Returning IEnumerable Implementation from within Task

I can do:

public static IEnumerable<string> Do()
{
   return new List<string>();
}

But if I'm returning a Task, I'm not allowed to do the same thing:

public static Task<IEnumerable<string>> DoTask()
{
    return Task.Factory.StartNew(() =>
    {
        return new List<string>(); //no no
    });
}

I'm implementing a async repository in .NET 4.0 and ran across this. I was just curious why the compiler can't cast my List down when wrapped in a Task? Of course, my work around is just throwing AsEnumerable on it , but I wonder why this limitation exists?

Upvotes: 0

Views: 2136

Answers (1)

Alexei Levenkov
Alexei Levenkov

Reputation: 100527

Converting from Task<List<string>> to Task<IEnumerable<string>> require Task<T> to be covariant AND inner types to be interfaces. Neither is true in this case, so conversion not allowed.

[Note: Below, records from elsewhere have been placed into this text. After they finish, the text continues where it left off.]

use capture_editor::element::factory;
use capture_editor::{DrawingMode, EditStatus, EditorConfig, Surface};
use egui::{CursorIcon, Modifiers, Pos2, Rect, Vec2};
use image::{Rgba, RgbaImage};

fn test_surface() -> Surface {
    let config = EditorConfig { remember_field_values: false, ..EditorConfig::default() };
    Surface::new(RgbaImage::from_pixel(200, 200, Rgba([255, 255, 255, 255])), config)
}

fn drag(surface: &mut Surface, from: Pos2, to: Pos2, modifiers: Modifiers) {
    surface.mouse_down(from, modifiers).unwrap();
    let middle = from + (to - from) / 2.0;
    surface.mouse_move(middle, modifiers).unwrap();
    surface.mouse_move(to, modifiers).unwrap();
    surface.mouse_up(to, modifiers).unwrap();
}

/// Draws a rectangle from (10, 10) to (110, 90) and leaves the surface in select mode.
fn draw_rectangle(surface: &mut Surface) -> capture_editor::ContainerId {
    surface.set_drawing_mode(Some(DrawingMode::Rectangle));
    drag(surface, Pos2::new(10.0, 10.0), Pos2::new(110.0, 90.0), Modifiers::NONE);
    surface.set_drawing_mode(None);
    surface.elements().ids()[0]
}

#[test]
fn test_drawing_gesture_adds_one_selected_element() {
    let mut surface = test_surface();
    let id = draw_rectangle(&mut surface);

    let container = surface.get(id).unwrap();
    assert_eq!(container.bounds(), Rect::from_min_max(Pos2::new(10.0, 10.0), Pos2::new(110.0, 90.0)));
    assert!(container.is_selected());
    assert_eq!(container.status(), EditStatus::Idle);
    assert_eq!(surface.history().undo_len(), 1);
    assert!(!surface.is_dragging());

    surface.undo().unwrap();
    assert!(surface.elements().is_empty());
}

#[test]
fn test_drawing_backwards_normalizes_bounds() {
    let mut surface = test_surface();
    surface.set_drawing_mode(Some(DrawingMode::Ellipse));
    drag(&mut surface, Pos2::new(80.0, 60.0), Pos2::new(20.0, 30.0), Modifiers::NONE);
    let container = surface.elements().iter().next().unwrap();
    assert_eq!(container.bounds(), Rect::from_min_max(Pos2::new(20.0, 30.0), Pos2::new(80.0, 60.0)));
}

#[test]
fn test_tiny_drawing_is_dropped() {
    let mut surface = test_surface();
    surface.set_drawing_mode(Some(DrawingMode::Rectangle));
    drag(&mut surface, Pos2::new(10.0, 10.0), Pos2::new(11.0, 30.0), Modifiers::NONE);
    assert!(surface.elements().is_empty());
    assert!(!surface.can_undo());
}

#[test]
fn test_click_without_drag_records_nothing() {
    let mut surface = test_surface();
    let id = draw_rectangle(&mut surface);
    let undo_len = surface.history().undo_len();

    let inside = Pos2::new(40.0, 50.0);
    surface.mouse_down(inside, Modifiers::NONE).unwrap();
    surface.mouse_up(inside, Modifiers::NONE).unwrap();

    let corner = Pos2::new(110.0, 90.0);
    surface.mouse_down(corner, Modifiers::NONE).unwrap();
    surface.mouse_up(corner, Modifiers::NONE).unwrap();

    assert_eq!(surface.history().undo_len(), undo_len);
    assert!(surface.get(id).unwrap().is_selected());
}

#[test]
fn test_corner_drag_resizes_in_one_step() {
    let mut surface = test_surface();
    let id = draw_rectangle(&mut surface);

    drag(&mut surface, Pos2::new(110.0, 90.0), Pos2::new(150.0, 120.0), Modifiers::NONE);
    assert_eq!(surface.get(id).unwrap().bounds(), Rect::from_min_max(Pos2::new(10.0, 10.0), Pos2::new(150.0, 120.0)));
    assert_eq!(surface.history().undo_len(), 2);
    assert_eq!(surface.get(id).unwrap().status(), EditStatus::Idle);

    surface.undo().unwrap();
    assert_eq!(surface.get(id).unwrap().bounds(), Rect::from_min_max(Pos2::new(10.0, 10.0), Pos2::new(110.0, 90.0)));
}

#[test]
fn test_resize_past_opposite_edge_stops_at_min_size() {
    let mut surface = test_surface();
    let id = draw_rectangle(&mut surface);
    let min_size = surface.config().min_element_size;

    drag(&mut surface, Pos2::new(110.0, 50.0), Pos2::new(0.0, 50.0), Modifiers::NONE);
    let bounds = surface.get(id).unwrap().bounds();
    assert_eq!(bounds.left(), 10.0);
    assert_eq!(bounds.width(), min_size);
}

#[test]
fn test_body_drag_moves_selection() {
    let mut surface = test_surface();
    let id = draw_rectangle(&mut surface);

    drag(&mut surface, Pos2::new(40.0, 50.0), Pos2::new(60.0, 80.0), Modifiers::NONE);
    assert_eq!(surface.get(id).unwrap().location(), Pos2::new(30.0, 40.0));
    assert_eq!(surface.history().undo_len(), 2);

    surface.undo().unwrap();
    assert_eq!(surface.get(id).unwrap().location(), Pos2::new(10.0, 10.0));
}

#[test]
fn test_shift_click_extends_selection_and_empty_click_clears() {
    let mut surface = test_surface();
    let a = surface.add_element(factory::create_rectangle(Rect::from_min_size(Pos2::new(10.0, 10.0), Vec2::splat(30.0)), surface.config()), true).unwrap();
    let b = surface.add_element(factory::create_rectangle(Rect::from_min_size(Pos2::new(100.0, 100.0), Vec2::splat(30.0)), surface.config()), true).unwrap();

    surface.mouse_down(Pos2::new(25.0, 25.0), Modifiers::NONE).unwrap();
    surface.mouse_up(Pos2::new(25.0, 25.0), Modifiers::NONE).unwrap();
    surface.mouse_down(Pos2::new(115.0, 115.0), Modifiers::SHIFT).unwrap();
    surface.mouse_up(Pos2::new(115.0, 115.0), Modifiers::SHIFT).unwrap();
    assert_eq!(surface.selected_ids(), vec![a, b]);

    surface.mouse_down(Pos2::new(190.0, 10.0), Modifiers::NONE).unwrap();
    surface.mouse_up(Pos2::new(190.0, 10.0), Modifiers::NONE).unwrap();
    assert!(surface.selected_ids().is_empty());
}

#[test]
fn test_target_drag_reflects_back_into_image() {
    let mut surface = test_surface();
    let bounds = Rect::from_min_size(Pos2::new(50.0, 50.0), Vec2::new(60.0, 40.0));
    let bubble = factory::create_speech_bubble(bounds, "hi", Pos2::new(30.0, 150.0), surface.config());
    let id = surface.add_element(bubble, true).unwrap();
    surface.select_only(id).unwrap();

    drag(&mut surface, Pos2::new(30.0, 150.0), Pos2::new(-10.0, 60.0), Modifiers::NONE);
    assert_eq!(surface.get(id).unwrap().target(), Some(Pos2::new(10.0, 60.0)));

    surface.undo().unwrap();
    assert_eq!(surface.get(id).unwrap().target(), Some(Pos2::new(30.0, 150.0)));
    assert_eq!(surface.get(id).unwrap().bounds(), bounds);
}

#[test]
fn test_new_speech_bubble_gets_tail_inside_image() {
    let mut surface = test_surface();
    surface.set_drawing_mode(Some(DrawingMode::SpeechBubble));
    drag(&mut surface, Pos2::new(20.0, 120.0), Pos2::new(100.0, 180.0), Modifiers::NONE);
    let target = surface.elements().iter().next().unwrap().target().unwrap();
    assert!(surface.image_rect().contains(target));
}

#[test]
fn test_cursor_follows_what_is_under_pointer() {
    let mut surface = test_surface();
    draw_rectangle(&mut surface);
    assert_eq!(surface.cursor_at(Pos2::new(110.0, 90.0)), CursorIcon::ResizeNwSe);
    assert_eq!(surface.cursor_at(Pos2::new(40.0, 50.0)), CursorIcon::Move);
    assert_eq!(surface.cursor_at(Pos2::new(180.0, 180.0)), CursorIcon::Default);
    surface.set_drawing_mode(Some(DrawingMode::Line));
    assert_eq!(surface.cursor_at(Pos2::new(180.0, 180.0)), CursorIcon::Crosshair);
}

Obvious fix - to cast result of Task to necessary type either by explicitly specifying type for lambda

return Task.Factory.StartNew((Func<IEnumerable<string>>)
  (() =>
  {
    return new List<string>(); 
  }));

or implicitly by casting result:

  return (IEnumerable<string>)new List<string>();

Detailed information - Covariance and Contravariance FAQ


Why Task<List<string>> is result of TaskFactory.StartNew call:

Lambda passed to the StartNew call does not explicitly specify its type so compiler infers its return type from return statement. Since return clearly states new List... overall type of lambda is equivalent in this case to Func<List<string>>.